Aim of the task ▸ Below are some records. Return exactly the lines from the one with "filename crates/core/src/permissions.rs" to the one with "denies every role.", and nothing else.

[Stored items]
==========

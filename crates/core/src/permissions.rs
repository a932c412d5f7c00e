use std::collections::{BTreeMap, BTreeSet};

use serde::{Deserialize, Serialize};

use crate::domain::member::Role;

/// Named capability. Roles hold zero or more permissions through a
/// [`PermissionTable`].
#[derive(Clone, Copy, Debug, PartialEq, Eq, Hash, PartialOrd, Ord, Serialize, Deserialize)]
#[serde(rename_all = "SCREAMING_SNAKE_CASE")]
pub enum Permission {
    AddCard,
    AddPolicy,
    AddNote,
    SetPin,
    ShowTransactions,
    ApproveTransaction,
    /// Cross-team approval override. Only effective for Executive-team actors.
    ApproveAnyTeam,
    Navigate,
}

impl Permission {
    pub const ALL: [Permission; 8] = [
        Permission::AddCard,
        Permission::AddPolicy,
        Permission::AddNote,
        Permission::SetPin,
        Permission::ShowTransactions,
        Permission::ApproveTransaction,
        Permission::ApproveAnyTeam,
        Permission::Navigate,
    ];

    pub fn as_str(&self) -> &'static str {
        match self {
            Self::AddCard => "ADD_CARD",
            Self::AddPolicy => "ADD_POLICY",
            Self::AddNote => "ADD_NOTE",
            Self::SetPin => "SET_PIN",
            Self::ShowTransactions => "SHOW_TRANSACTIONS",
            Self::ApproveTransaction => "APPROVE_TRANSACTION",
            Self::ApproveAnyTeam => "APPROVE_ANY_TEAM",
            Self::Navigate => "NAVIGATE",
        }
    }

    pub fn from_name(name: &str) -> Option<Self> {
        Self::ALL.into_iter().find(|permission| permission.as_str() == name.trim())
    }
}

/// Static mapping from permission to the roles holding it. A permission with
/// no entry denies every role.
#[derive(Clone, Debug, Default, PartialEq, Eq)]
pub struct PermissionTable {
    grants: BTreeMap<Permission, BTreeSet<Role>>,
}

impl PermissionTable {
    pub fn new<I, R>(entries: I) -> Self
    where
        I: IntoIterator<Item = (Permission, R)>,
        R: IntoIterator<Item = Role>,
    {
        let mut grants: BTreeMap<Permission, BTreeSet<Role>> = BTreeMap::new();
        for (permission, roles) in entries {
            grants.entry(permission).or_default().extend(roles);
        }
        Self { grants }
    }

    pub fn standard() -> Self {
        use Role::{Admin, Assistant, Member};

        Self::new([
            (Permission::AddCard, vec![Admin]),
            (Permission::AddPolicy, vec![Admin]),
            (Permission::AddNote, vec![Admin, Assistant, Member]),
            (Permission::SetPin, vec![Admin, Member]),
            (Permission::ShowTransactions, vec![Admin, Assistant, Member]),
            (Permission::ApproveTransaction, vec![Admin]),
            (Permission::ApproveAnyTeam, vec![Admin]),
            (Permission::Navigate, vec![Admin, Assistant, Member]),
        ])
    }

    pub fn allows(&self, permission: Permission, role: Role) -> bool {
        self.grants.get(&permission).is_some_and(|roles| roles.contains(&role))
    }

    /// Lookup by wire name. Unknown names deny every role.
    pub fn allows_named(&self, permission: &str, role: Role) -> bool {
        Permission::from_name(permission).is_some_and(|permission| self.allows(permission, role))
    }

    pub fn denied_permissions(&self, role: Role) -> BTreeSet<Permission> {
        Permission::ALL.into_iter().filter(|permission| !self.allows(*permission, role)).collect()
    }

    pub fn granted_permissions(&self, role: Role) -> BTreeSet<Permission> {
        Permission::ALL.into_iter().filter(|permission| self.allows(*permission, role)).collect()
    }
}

==========

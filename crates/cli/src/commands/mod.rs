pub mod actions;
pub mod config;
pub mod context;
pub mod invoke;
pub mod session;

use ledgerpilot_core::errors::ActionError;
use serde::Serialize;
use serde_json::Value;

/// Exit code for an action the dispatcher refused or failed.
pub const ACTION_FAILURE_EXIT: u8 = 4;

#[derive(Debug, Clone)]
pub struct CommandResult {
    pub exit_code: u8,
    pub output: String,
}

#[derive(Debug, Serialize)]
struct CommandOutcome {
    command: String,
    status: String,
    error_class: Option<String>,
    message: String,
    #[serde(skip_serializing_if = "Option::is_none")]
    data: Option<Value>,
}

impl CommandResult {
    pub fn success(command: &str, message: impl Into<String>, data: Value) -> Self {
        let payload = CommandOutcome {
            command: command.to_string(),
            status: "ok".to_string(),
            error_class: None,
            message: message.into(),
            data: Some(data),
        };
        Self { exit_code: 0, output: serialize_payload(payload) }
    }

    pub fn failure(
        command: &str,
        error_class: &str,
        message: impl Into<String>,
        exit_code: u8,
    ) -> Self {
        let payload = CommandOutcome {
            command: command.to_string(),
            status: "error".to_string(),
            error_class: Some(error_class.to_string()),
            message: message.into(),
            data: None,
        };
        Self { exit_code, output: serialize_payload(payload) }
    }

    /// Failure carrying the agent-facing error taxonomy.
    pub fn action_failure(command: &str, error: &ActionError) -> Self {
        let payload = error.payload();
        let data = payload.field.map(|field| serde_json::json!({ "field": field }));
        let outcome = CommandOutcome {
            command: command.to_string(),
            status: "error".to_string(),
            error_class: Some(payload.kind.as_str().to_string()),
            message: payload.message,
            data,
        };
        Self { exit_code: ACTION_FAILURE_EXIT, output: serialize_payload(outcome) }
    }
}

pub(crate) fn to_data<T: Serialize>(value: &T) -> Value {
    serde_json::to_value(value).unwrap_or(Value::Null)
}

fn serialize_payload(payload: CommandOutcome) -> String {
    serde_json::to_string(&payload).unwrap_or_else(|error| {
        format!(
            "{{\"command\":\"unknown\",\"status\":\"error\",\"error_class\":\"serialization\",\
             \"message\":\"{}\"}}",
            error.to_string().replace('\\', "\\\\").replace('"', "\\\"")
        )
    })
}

==========

Exercise solution ▸
filename crates/core/src/permissions.rs
repository a932c412d5f7c00e
use std::collections::{BTreeMap, BTreeSet};

use serde::{Deserialize, Serialize};

use crate::domain::member::Role;

/// Named capability. Roles hold zero or more permissions through a
/// [`PermissionTable`].
#[derive(Clone, Copy, Debug, PartialEq, Eq, Hash, PartialOrd, Ord, Serialize, Deserialize)]
#[serde(rename_all = "SCREAMING_SNAKE_CASE")]
pub enum Permission {
    AddCard,
    AddPolicy,
    AddNote,
    SetPin,
    ShowTransactions,
    ApproveTransaction,
    /// Cross-team approval override. Only effective for Executive-team actors.
    ApproveAnyTeam,
    Navigate,
}

impl Permission {
    pub const ALL: [Permission; 8] = [
        Permission::AddCard,
        Permission::AddPolicy,
        Permission::AddNote,
        Permission::SetPin,
        Permission::ShowTransactions,
        Permission::ApproveTransaction,
        Permission::ApproveAnyTeam,
        Permission::Navigate,
    ];

    pub fn as_str(&self) -> &'static str {
        match self {
            Self::AddCard => "ADD_CARD",
            Self::AddPolicy => "ADD_POLICY",
            Self::AddNote => "ADD_NOTE",
            Self::SetPin => "SET_PIN",
            Self::ShowTransactions => "SHOW_TRANSACTIONS",
            Self::ApproveTransaction => "APPROVE_TRANSACTION",
            Self::ApproveAnyTeam => "APPROVE_ANY_TEAM",
            Self::Navigate => "NAVIGATE",
        }
    }

    pub fn from_name(name: &str) -> Option<Self> {
        Self::ALL.into_iter().find(|permission| permission.as_str() == name.trim())
    }
}

/// Static mapping from permission to the roles holding it. A permission with
/// no entry denies every role.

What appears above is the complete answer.